Il Messaggero

Venerdì 4 Aprile 2008

Non c’è politica
senza amore

 

“ … a proposito dell’assenza di sentimenti nella politica di oggi da Presidente di Municipio che vive la quotidianità dell’amministrazione in mezzo alla sua gente, mi lasci affermare che non può essere la politica, di per sé, che mette in circolo emozioni e sentimenti ma quell’uomo o quella donna che nella politica ci mette il cuore. Oltreché la propria faccia. Perché chi amministra davvero si porta dentro l’umanità della gente e non può concepire una politica disgiunta dall’amore. Questa mia esperienza di Presidente oggi non ricandidata è diventata per esempio il mio romanzo dal titolo “Il cuore nel Palazzo” fatto delle cose e delle emozioni che l’hanno caratterizzata. È oltre questo straordinario ossimoro di pragmatismo e sentimento che si svela l’altro volto meno noto della politica, fatto di ascolto e cura di una comunità intera. In una sola parola, di amore”.
Patrizia Prestipino Presidente Muncipio XII

Non ho avuto occasione di leggere il suo romanzo “Il cuore nel Palazzo” ma credo di capire dalla lettera che mi ha inviato quali sono i suoi sentimenti di donna e di Presidente di Municipio e come avrà faticato a coniugare nelle diverse situazioni, le diverse reazioni. Ha ragione: non si può concepire una politica disgiunta dall’amore.

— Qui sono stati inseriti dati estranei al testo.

// SPDX-License-Identifier: MIT
// Copyright 2026 Roland Dreier <roland@rolandd.dev>

//! Per-user response cache with TTL and stale-on-error fallback.
//!
//! Entries are keyed `(user id, resource key)` and never shared across
//! users. The store is behind a trait so a distributed KV with TTL support
//! can replace the process-local map when running more than one instance.

use std::future::Future;
use std::sync::Arc;
use std::time::{Duration, Instant};

use async_trait::async_trait;
use dashmap::DashMap;
use serde::de::DeserializeOwned;
use serde::Serialize;
use serde_json::Value;

use crate::error::AppError;

/// A cached value with its absolute expiry. Expired entries stay readable
/// so a failed refetch can fall back to them.
#[derive(Debug, Clone)]
pub struct CachedValue {
    pub value: Value,
    pub expires_at: Instant,
}

impl CachedValue {
    pub fn is_fresh(&self) -> bool {
        self.expires_at > Instant::now()
    }
}

/// Key-value backend for cached responses.
#[async_trait]
pub trait CacheStore: Send + Sync {
    async fn get(&self, key: &str) -> Option<CachedValue>;
    async fn put(&self, key: &str, entry: CachedValue);
}

/// Process-local cache store. Entries are only ever evicted by overwrite;
/// the per-user key space is small and bounded.
#[derive(Default)]
pub struct InMemoryCacheStore {
    entries: DashMap<String, CachedValue>,
}

#[async_trait]
impl CacheStore for InMemoryCacheStore {
    async fn get(&self, key: &str) -> Option<CachedValue> {
        self.entries.get(key).map(|e| e.clone())
    }

    async fn put(&self, key: &str, entry: CachedValue) {
        self.entries.insert(key.to_string(), entry);
    }
}

/// Read-through cache over a [`CacheStore`].
#[derive(Clone)]
pub struct ResponseCache {
    store: Arc<dyn CacheStore>,
}

impl ResponseCache {
    pub fn new(store: Arc<dyn CacheStore>) -> Self {
        Self { store }
    }

    pub fn in_memory() -> Self {
        Self::new(Arc::new(InMemoryCacheStore::default()))
    }

    /// Return the cached value for `(user_id, key)` when fresh; otherwise
    /// run `fetch` and cache the result for `ttl`. When `fetch` fails and a
    /// stale entry exists, the stale value is returned instead of the error.
    pub async fn get_or_fetch<T, F, Fut>(
        &self,
        user_id: i64,
        key: &str,
        ttl: Duration,
        fetch: F,
    ) -> Result<T, AppError>
    where
        T: Serialize + DeserializeOwned,
        F: FnOnce() -> Fut,
        Fut: Future<Output = Result<T, AppError>>,
    {
        let scoped = format!("{}:{}", user_id, key);

        let cached = self.store.get(&scoped).await;
        if let Some(entry) = &cached {
            if entry.is_fresh() {
                if let Ok(value) = serde_json::from_value(entry.value.clone()) {
                    return Ok(value);
                }
                // Shape drift after a deploy: fall through and refetch.
            }
        }

        match fetch().await {
            Ok(fresh) => {
                match serde_json::to_value(&fresh) {
                    Ok(value) => {
                        self.store
                            .put(
                                &scoped,
                                CachedValue {
                                    value,
                                    expires_at: Instant::now() + ttl,
                                },
                            )
                            .await;
                    }
                    Err(e) => {
                        tracing::warn!(key = %scoped, error = %e, "Value not cacheable, skipping store");
                    }
                }
                Ok(fresh)
            }
            Err(err) => {
                if let Some(entry) = cached {
                    if let Ok(stale) = serde_json::from_value(entry.value) {
                        tracing::warn!(
                            user_id,
                            key,
                            error = %err,
                            "Fetch failed, serving stale cache entry"
                        );
                        return Ok(stale);
                    }
                }
                Err(err)
            }
        }
    }
}

/// Recommended TTLs by resource volatility.
pub mod ttl {
    use std::time::Duration;

    /// Now-playing state changes constantly; cache only long enough to
    /// absorb poll bursts.
    pub const NOW_PLAYING: Duration = Duration::from_secs(2);
    /// Artist-follow status.
    pub const FOLLOW_STATUS: Duration = Duration::from_secs(300);
    /// Artist metadata and browse categories.
    pub const ARTIST: Duration = Duration::from_secs(3600);
    pub const CATEGORIES: Duration = Duration::from_secs(3600);
    /// Category playlist listings.
    pub const CATEGORY_PLAYLISTS: Duration = Duration::from_secs(1800);
    /// The account's country only changes when the user physically moves.
    pub const REGION: Duration = Duration::from_secs(86400);
}
//! Database layer.
//!
//! The user store is behind a trait so handlers and services stay agnostic
//! of the backend: Postgres in production, an in-memory adapter for tests.

pub mod memory;
pub mod postgres;

pub use memory::MemoryUserStore;
pub use postgres::PgUserStore;

use async_trait::async_trait;
use chrono::{DateTime, Utc};

use crate::error::AppError;
use crate::models::{NewUser, User};

/// Typed operations over the `users` table. Token writes are
/// last-write-wins; no row locking is done here.
#[async_trait]
pub trait UserStore: Send + Sync {
    async fn create_user(&self, new: NewUser) -> Result<User, AppError>;

    async fn get_user(&self, id: i64) -> Result<Option<User>, AppError>;

    async fn find_by_email(&self, email: &str) -> Result<Option<User>, AppError>;

    async fn find_by_reset_token(&self, token: &str) -> Result<Option<User>, AppError>;

    /// Match an OAuth identity to an existing account, by Spotify id first
    /// and then by email.
    async fn find_by_spotify_identity(
        &self,
        spotify_id: &str,
        email: &str,
    ) -> Result<Option<User>, AppError>;

    /// Flip the account to verified and consume the verification code.
    async fn mark_verified(&self, id: i64) -> Result<(), AppError>;

    async fn set_reset_token(
        &self,
        id: i64,
        token: &str,
        expires_at: DateTime<Utc>,
    ) -> Result<(), AppError>;

    /// Store a new password hash and consume the reset token.
    async fn set_password(&self, id: i64, password_hash: &str) -> Result<(), AppError>;

    /// Persist a fresh access token and, when the upstream rotated it, the
    /// re-encrypted refresh token. `refresh_encrypted = None` keeps the
    /// stored refresh token.
    async fn set_spotify_tokens(
        &self,
        id: i64,
        access_token: &str,
        refresh_encrypted: Option<&str>,
    ) -> Result<(), AppError>;

    /// Attach (or re-attach) a Spotify identity to an account.
    async fn link_spotify(
        &self,
        id: i64,
        spotify_id: &str,
        image: Option<&str>,
        access_token: &str,
        refresh_encrypted: Option<&str>,
    ) -> Result<(), AppError>;
}
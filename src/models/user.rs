//! User model for storage and API.

use chrono::{DateTime, Utc};
use serde::{Deserialize, Serialize};

/// User record as persisted in the `users` table.
///
/// A user either registered locally (has a password hash, starts
/// unverified) or came in via Spotify OAuth (no password, pre-verified).
/// The Spotify refresh token is encrypted at rest; the short-lived access
/// token is stored as-is.
#[derive(Debug, Clone, Serialize, Deserialize, sqlx::FromRow)]
pub struct User {
    pub id: i64,
    /// Email address (unique)
    pub email: String,
    /// Display name
    pub name: String,
    /// Argon2 hash; `None` for OAuth-only accounts
    #[serde(skip_serializing)]
    pub password_hash: Option<String>,
    pub is_verified: bool,
    /// Single-use 6-digit email verification code
    #[serde(skip_serializing)]
    pub verification_code: Option<String>,
    /// Single-use password reset token
    #[serde(skip_serializing)]
    pub reset_token: Option<String>,
    pub reset_token_expires_at: Option<DateTime<Utc>>,
    /// Spotify user id once the account is linked
    pub spotify_id: Option<String>,
    /// Short-lived Spotify access token (plaintext)
    #[serde(skip_serializing)]
    pub spotify_access_token: Option<String>,
    /// Long-lived Spotify refresh token, stored `<nonceHex>:<cipherHex>`
    #[serde(skip_serializing)]
    pub spotify_refresh_token: Option<String>,
    /// Profile image URL
    pub image: Option<String>,
    pub created_at: DateTime<Utc>,
}

/// Fields needed to create a user.
#[derive(Debug, Clone)]
pub struct NewUser {
    pub email: String,
    pub name: String,
    pub password_hash: Option<String>,
    pub is_verified: bool,
    pub verification_code: Option<String>,
    pub spotify_id: Option<String>,
    pub spotify_access_token: Option<String>,
    pub spotify_refresh_token: Option<String>,
    pub image: Option<String>,
}

/// Safe projection returned by profile endpoints.
#[derive(Debug, Clone, Serialize)]
pub struct UserSummary {
    pub id: i64,
    pub email: String,
    pub name: String,
    pub image: Option<String>,
    pub spotify_id: Option<String>,
}

impl From<&User> for UserSummary {
    fn from(user: &User) -> Self {
        Self {
            id: user.id,
            email: user.email.clone(),
            name: user.name.clone(),
            image: user.image.clone(),
            spotify_id: user.spotify_id.clone(),
        }
    }
}
// SPDX-License-Identifier: MIT
// Copyright 2026 Roland Dreier <roland@rolandd.dev>

//! Account lifecycle: registration, email verification, login, password
//! reset, and Spotify identity linking.

use std::sync::Arc;

use argon2::{
    password_hash::{rand_core::OsRng, PasswordHash, PasswordHasher, PasswordVerifier, SaltString},
    Argon2,
};
use base64::{engine::general_purpose::URL_SAFE_NO_PAD, Engine as _};
use chrono::{Duration, Utc};
use rand::{Rng, RngCore};
use serde::Serialize;

use crate::config::Config;
use crate::crypto::TokenCipher;
use crate::db::UserStore;
use crate::error::AppError;
use crate::middleware::auth::create_session_token;
use crate::models::spotify::UserProfile;
use crate::models::{NewUser, User, UserSummary};
use crate::services::mailer::Mailer;

/// Reset tokens are honored for one hour.
const RESET_TOKEN_TTL_HOURS: i64 = 1;

/// Successful login payload.
#[derive(Debug, Serialize)]
pub struct LoginResponse {
    pub access_token: String,
    pub user: UserSummary,
}

#[derive(Clone)]
pub struct AccountService {
    store: Arc<dyn UserStore>,
    mailer: Mailer,
    cipher: TokenCipher,
    jwt_secret: Vec<u8>,
    session_ttl_secs: u64,
    frontend_url: String,
}

impl AccountService {
    pub fn new(
        config: &Config,
        store: Arc<dyn UserStore>,
        mailer: Mailer,
        cipher: TokenCipher,
    ) -> Self {
        Self {
            store,
            mailer,
            cipher,
            jwt_secret: config.jwt_secret.clone(),
            session_ttl_secs: config.session_ttl_secs,
            frontend_url: config.frontend_url.clone(),
        }
    }

    /// Create an unverified account and email the verification code.
    pub async fn register(&self, email: &str, name: &str, password: &str) -> Result<i64, AppError> {
        let code = generate_verification_code();
        let password_hash = hash_password(password)?;

        let user = self
            .store
            .create_user(NewUser {
                email: email.to_string(),
                name: name.to_string(),
                password_hash: Some(password_hash),
                is_verified: false,
                verification_code: Some(code.clone()),
                spotify_id: None,
                spotify_access_token: None,
                spotify_refresh_token: None,
                image: None,
            })
            .await?;

        self.mailer
            .send_verification_code(&user.email, &user.name, &code)
            .await?;

        tracing::info!(user_id = user.id, "Account registered, verification code sent");
        Ok(user.id)
    }

    /// Consume the verification code. Single-use: the code is cleared on
    /// success, so replaying it fails.
    pub async fn verify(&self, email: &str, code: &str) -> Result<(), AppError> {
        let user = self
            .store
            .find_by_email(email)
            .await?
            .ok_or_else(|| AppError::NotFound("user".to_string()))?;

        if user.verification_code.as_deref() != Some(code) {
            return Err(AppError::InvalidCode);
        }

        self.store.mark_verified(user.id).await?;
        tracing::info!(user_id = user.id, "Account verified");
        Ok(())
    }

    pub async fn login(&self, email: &str, password: &str) -> Result<LoginResponse, AppError> {
        let user = self
            .store
            .find_by_email(email)
            .await?
            .ok_or(AppError::IncorrectCredentials)?;

        // OAuth-only accounts have no local password.
        let Some(hash) = user.password_hash.as_deref() else {
            return Err(AppError::IncorrectCredentials);
        };

        if !user.is_verified {
            return Err(AppError::NotVerified);
        }

        if !verify_password(password, hash) {
            return Err(AppError::IncorrectCredentials);
        }

        Ok(LoginResponse {
            access_token: self.session_token(&user)?,
            user: UserSummary::from(&user),
        })
    }

    /// Issue a single-use reset token valid for one hour and email the
    /// reset link. Works from any account state.
    pub async fn forgot_password(&self, email: &str) -> Result<(), AppError> {
        let user = self
            .store
            .find_by_email(email)
            .await?
            .ok_or_else(|| AppError::NotFound("user".to_string()))?;

        let token = generate_reset_token();
        let expires_at = Utc::now() + Duration::hours(RESET_TOKEN_TTL_HOURS);
        self.store
            .set_reset_token(user.id, &token, expires_at)
            .await?;

        let reset_url = format!("{}/reset-password?token={}", self.frontend_url, token);
        self.mailer
            .send_password_reset(&user.email, &reset_url)
            .await?;

        tracing::info!(user_id = user.id, "Password reset token issued");
        Ok(())
    }

    /// Consume a reset token and store the new password hash.
    pub async fn reset_password(&self, token: &str, new_password: &str) -> Result<(), AppError> {
        let user = self
            .store
            .find_by_reset_token(token)
            .await?
            .ok_or(AppError::InvalidOrExpiredToken)?;

        match user.reset_token_expires_at {
            Some(expires_at) if expires_at > Utc::now() => {}
            _ => return Err(AppError::InvalidOrExpiredToken),
        }

        let password_hash = hash_password(new_password)?;
        self.store.set_password(user.id, &password_hash).await?;

        tracing::info!(user_id = user.id, "Password reset");
        Ok(())
    }

    /// Upsert a user from an OAuth callback: match on Spotify id or email,
    /// refresh the stored tokens, or create a pre-verified passwordless
    /// account. The refresh token is encrypted before it touches storage.
    pub async fn link_spotify_user(
        &self,
        profile: &UserProfile,
        access_token: &str,
        refresh_token: Option<&str>,
    ) -> Result<User, AppError> {
        let email = profile
            .email
            .clone()
            // Spotify may withhold the email; synthesize a stable one so the
            // unique column still works.
            .unwrap_or_else(|| format!("{}@users.spotify.local", profile.id));
        let name = profile
            .display_name
            .clone()
            .unwrap_or_else(|| profile.id.clone());
        let image = profile.images.first().map(|i| i.url.clone());

        let refresh_encrypted = match refresh_token {
            Some(token) => Some(self.cipher.encrypt(token)?),
            None => None,
        };

        let existing = self
            .store
            .find_by_spotify_identity(&profile.id, &email)
            .await?;

        let user = match existing {
            Some(user) => {
                self.store
                    .link_spotify(
                        user.id,
                        &profile.id,
                        image.as_deref(),
                        access_token,
                        refresh_encrypted.as_deref(),
                    )
                    .await?;
                self.store
                    .get_user(user.id)
                    .await?
                    .ok_or_else(|| AppError::NotFound(format!("User {}", user.id)))?
            }
            None => {
                self.store
                    .create_user(NewUser {
                        email,
                        name,
                        password_hash: None,
                        is_verified: true,
                        verification_code: None,
                        spotify_id: Some(profile.id.clone()),
                        spotify_access_token: Some(access_token.to_string()),
                        spotify_refresh_token: refresh_encrypted,
                        image,
                    })
                    .await?
            }
        };

        tracing::info!(user_id = user.id, spotify_id = %profile.id, "Spotify identity linked");
        Ok(user)
    }

    pub async fn profile(&self, user_id: i64) -> Result<UserSummary, AppError> {
        let user = self
            .store
            .get_user(user_id)
            .await?
            .ok_or_else(|| AppError::NotFound(format!("User {}", user_id)))?;
        Ok(UserSummary::from(&user))
    }

    /// Mint a session token for a user (login and OAuth callback).
    pub fn session_token(&self, user: &User) -> Result<String, AppError> {
        create_session_token(user.id, &user.email, &self.jwt_secret, self.session_ttl_secs)
            .map_err(|e| AppError::Internal(anyhow::anyhow!("session token: {}", e)))
    }
}

fn hash_password(password: &str) -> Result<String, AppError> {
    let salt = SaltString::generate(&mut OsRng);
    Argon2::default()
        .hash_password(password.as_bytes(), &salt)
        .map(|hash| hash.to_string())
        .map_err(|e| AppError::Internal(anyhow::anyhow!("hash password: {}", e)))
}

/// Verification uses the parameters embedded in the hash itself.
fn verify_password(password: &str, hash: &str) -> bool {
    PasswordHash::new(hash)
        .map(|parsed| {
            Argon2::default()
                .verify_password(password.as_bytes(), &parsed)
                .is_ok()
        })
        .unwrap_or(false)
}

/// 6-digit code delivered by email on registration.
fn generate_verification_code() -> String {
    rand::thread_rng().gen_range(100_000..1_000_000).to_string()
}

/// 256-bit single-use token for password resets, base64url without padding.
fn generate_reset_token() -> String {
    let mut bytes = [0u8; 32];
    rand::thread_rng().fill_bytes(&mut bytes);
    URL_SAFE_NO_PAD.encode(bytes)
}

#[cfg(test)]
mod tests {
    use super::*;

    #[test]
    fn test_password_hash_roundtrip() {
        let hash = hash_password("hunter2!").unwrap();
        assert!(verify_password("hunter2!", &hash));
        assert!(!verify_password("hunter3!", &hash));
    }

    #[test]
    fn test_password_hashes_are_salted() {
        let a = hash_password("same").unwrap();
        let b = hash_password("same").unwrap();
        assert_ne!(a, b);
    }

    #[test]
    fn test_verification_code_shape() {
        for _ in 0..20 {
            let code = generate_verification_code();
            assert_eq!(code.len(), 6);
            assert!(code.chars().all(|c| c.is_ascii_digit()));
        }
    }

    #[test]
    fn test_reset_tokens_are_unique() {
        let a = generate_reset_token();
        let b = generate_reset_token();
        assert_ne!(a, b);
        assert_eq!(a.len(), 43);
        assert!(!a.contains('='));
    }
}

Lei sa che non accade così, si rende conto che affermare, quello che ha affermato lei, è una provocazione. Vede, tutto dovrebbe essere animato e attraversato se non dall’amore almeno dall’interesse verso gli altri. Io non so quale partito lei abbia rappresentato da Presidente del XII Municipio e non mi interessa, so per certo che quello che ha allontanato i nostri connazionali dalla politica è proprio il verificare costantemente l’assenza di rapporti umani. Sarò lieto se vorrà tornare a scrivermi. Auguri.